Seed fixtures: Hypothesis replays failing inputs via the example database, so regression tests stay deterministic in CI.

# tests/test_slugify_props.py
"""Slug helpers must be lowercase, ASCII, and idempotent."""

from hypothesis import given, strategies as st


@given(st.text(min_size=1))
def test_slugify_is_idempotent(text: str) -> None:
    slug = slugify(text)
    assert slug == slugify(slug)
    assert slug == slug.lower()
    assert slug.encode("ascii", errors="ignore").decode() == slug

Run it fast:

uv run pytest tests/test_slugify_props.py -q

Coverage and mutation guardrails#

Passing tests mean little if they never execute the risky code paths. Couple coverage metrics with mutation testing to be sure the suite bites back.

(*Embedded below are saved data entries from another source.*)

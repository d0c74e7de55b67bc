//! Greedy word wrap for node labels

/// Measures rendered text width
pub trait TextMeasure {
    fn width(&self, text: &str) -> f32;
}

/// Fixed per-character advance, for use without a font system
#[derive(Debug, Clone, Copy, PartialEq)]
pub struct ApproxTextMeasure {
    pub char_width: f32,
}

impl ApproxTextMeasure {
    /// Average proportional-font advance at `font_size`
    pub fn for_font_size(font_size: f32) -> Self {
        Self {
            char_width: font_size * 0.55,
        }
    }
}

impl TextMeasure for ApproxTextMeasure {
    fn width(&self, text: &str) -> f32 {
        text.chars().count() as f32 * self.char_width
    }
}

/// Measures through egui's font cache
pub struct PainterTextMeasure<'a> {
    pub painter: &'a egui::Painter,
    pub font: egui::FontId,
}

impl TextMeasure for PainterTextMeasure<'_> {
    fn width(&self, text: &str) -> f32 {
        self.painter
            .layout_no_wrap(text.to_owned(), self.font.clone(), egui::Color32::BLACK)
            .size()
            .x
    }
}

/// Split `text` into lines no wider than `max_width`.
///
/// Words are appended to the current line until it overflows; the
/// overflowing word then starts a new line. A single word wider than the
/// budget stays on its own line unbroken.
pub fn wrap_label(text: &str, max_width: f32, measure: &dyn TextMeasure) -> Vec<String> {
    let mut lines: Vec<String> = Vec::new();
    let mut line: Vec<&str> = Vec::new();

    for word in text.split_whitespace() {
        line.push(word);
        if line.len() > 1 && measure.width(&line.join(" ")) > max_width {
            line.pop();
            lines.push(line.join(" "));
            line.clear();
            line.push(word);
        }
    }

    if !line.is_empty() || lines.is_empty() {
        lines.push(line.join(" "));
    }
    lines
}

Measure the baseline: uv run coverage run -m pytest && uv run coverage report -m verifies new AI patches widen coverage rather than shrinking it. Coverage.py surfaces untouched branches.
Mutate to validate: mutmut flips operators and literals. Surviving mutants expose brittle or missing assertions.

uv run mutmut run --paths-to-mutate package/ --tests-dir tests/
uv run mutmut results

Script nightly guardrails: Run mutation testing asynchronously (nightly or on beefy agents) and file issues for mutants that survive multiple spins.

Hidden adversarial checks#

Agent-generated code tends to overfit visible tests. Keep a small stash of unseen cases that run in CI but stay out of the prompt history.

Hide tricky fixtures: Store adversarial fixtures (rounded floats, locale surprises, sample vs population stats) under tests/hidden/ and skip them locally with an env flag.
Property + example pairing: Combine Hypothesis strategies with hand-crafted edge fixtures using @pytest.mark.parametrize to guarantee known-bad paths stay covered.
Test data packs: Maintain tiny, versioned fixture bundles for critical domains (currencies, encodings, timezone transitions). Publish them as tests/fixtures/<feature> so agents can read structure but not exact values.

End-to-end smoke bots#

Keep at least one high-value flow green to catch integration bugs even when unit tests pass.

Script minimal Playwright runs: Use Playwright for Python or platform agents to drive the UI the AI just modified.
Sandbox for determinism: Launch against seeded datasets or mock services so AI patches do not flake the smoke tests.

Automate from the CLI:

uv run playwright install chromium
uv run playwright test tests/e2e/smoke.spec.ts --headed=false --repeat-each=2

Agent-in-the-loop: Some coders run Playwright via MCP or Codex sandbox tasks so the AI can verify its own output. Require human review of logs before merge.

LLM-assisted grading (with guardrails)#

Treat LLM judges as advisory signals layered on top of runnable tests.

Prompt from diffs: Provide the patch, the failing test names, and the domain rubric. Ask for a risk score, not approval.
Never skip executables: Only auto-merge if both runnable tests and LLM checks agree.
Log everything: Archive judge prompts/responses for audit; rotate prompts to reduce prompt overfitting.

Operational checklist#

Start every new AI ticket by drafting a failing unit/property test (premortem).
Keep scorecards fast enough to run on every agent iteration (<1 minute ideal).
Enrich suites weekly with at least one new hidden/adversarial case per bug found.
Track coverage deltas and mutation survivors; fix the tests, not the tool.
Document how to run smoke bots locally so humans can verify before merge.